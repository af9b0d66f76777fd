//! # 待处理条目数据模型
//!
//! 由 `batch/collector.rs` 产出，每个条目只被 `batch/planner.rs` 消费一次。
//!
//! ## 依赖关系
//! - 被 `batch/` 和 `commands/` 使用
//! - 无外部模块依赖

use serde::Serialize;
use std::path::{Path, PathBuf};

/// 条目类型
#[derive(Debug, Clone, Copy, PartialEq, Eq, Serialize)]
#[serde(rename_all = "lowercase")]
pub enum ItemKind {
    File,
    Folder,
}

impl std::fmt::Display for ItemKind {
    fn fmt(&self, f: &mut std::fmt::Formatter<'_>) -> std::fmt::Result {
        match self {
            ItemKind::File => write!(f, "file"),
            ItemKind::Folder => write!(f, "folder"),
        }
    }
}

/// 候选条目（扫描时的快照）
#[derive(Debug, Clone, PartialEq, Eq)]
pub struct CandidateItem {
    /// 文件或文件夹
    pub kind: ItemKind,
    /// 所在目录
    pub parent_dir: PathBuf,
    /// 原始名称（非 UTF-8 名称按 lossy 方式转换，仅用于显示）
    pub original_name: String,
    /// 完整路径
    pub full_path: PathBuf,
}

impl CandidateItem {
    /// 从完整路径创建条目，父目录和名称均取自路径本身
    pub fn new(kind: ItemKind, full_path: PathBuf) -> Self {
        let parent_dir = full_path
            .parent()
            .map(Path::to_path_buf)
            .unwrap_or_default();
        let original_name = full_path
            .file_name()
            .map(|n| n.to_string_lossy().to_string())
            .unwrap_or_default();

        Self {
            kind,
            parent_dir,
            original_name,
            full_path,
        }
    }

    /// 名称是否为合法 UTF-8
    pub fn has_utf8_name(&self) -> bool {
        self.full_path
            .file_name()
            .map(|n| n.to_str().is_some())
            .unwrap_or(false)
    }

    /// 路径深度（相对文件系统根的组件数）
    pub fn depth(&self) -> usize {
        self.full_path.components().count()
    }
}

★ ★ ★ ★

▶ _Try it_
Your reply must reproduce all records above exactly.

▶ _Worked solution_
repository af9b0d66f76777fd
//! # 待处理条目数据模型
//!
//! 由 `batch/collector.rs` 产出，每个条目只被 `batch/planner.rs` 消费一次。
//!
//! ## 依赖关系
//! - 被 `batch/` 和 `commands/` 使用
//! - 无外部模块依赖

use serde::Serialize;
use std::path::{Path, PathBuf};

/// 条目类型
#[derive(Debug, Clone, Copy, PartialEq, Eq, Serialize)]
#[serde(rename_all = "lowercase")]
pub enum ItemKind {
    File,
    Folder,
}

impl std::fmt::Display for ItemKind {
    fn fmt(&self, f: &mut std::fmt::Formatter<'_>) -> std::fmt::Result {
        match self {
            ItemKind::File => write!(f, "file"),
            ItemKind::Folder => write!(f, "folder"),
        }
    }
}

/// 候选条目（扫描时的快照）
#[derive(Debug, Clone, PartialEq, Eq)]
pub struct CandidateItem {
    /// 文件或文件夹
    pub kind: ItemKind,
    /// 所在目录
    pub parent_dir: PathBuf,
    /// 原始名称（非 UTF-8 名称按 lossy 方式转换，仅用于显示）
    pub original_name: String,
    /// 完整路径
    pub full_path: PathBuf,
}

impl CandidateItem {
    /// 从完整路径创建条目，父目录和名称均取自路径本身
    pub fn new(kind: ItemKind, full_path: PathBuf) -> Self {
        let parent_dir = full_path
            .parent()
            .map(Path::to_path_buf)
            .unwrap_or_default();
        let original_name = full_path
            .file_name()
            .map(|n| n.to_string_lossy().to_string())
            .unwrap_or_default();

        Self {
            kind,
            parent_dir,
            original_name,
            full_path,
        }
    }

    /// 名称是否为合法 UTF-8
    pub fn has_utf8_name(&self) -> bool {
        self.full_path
            .file_name()
            .map(|n| n.to_str().is_some())
            .unwrap_or(false)
    }

    /// 路径深度（相对文件系统根的组件数）
    pub fn depth(&self) -> usize {
        self.full_path.components().count()
    }
}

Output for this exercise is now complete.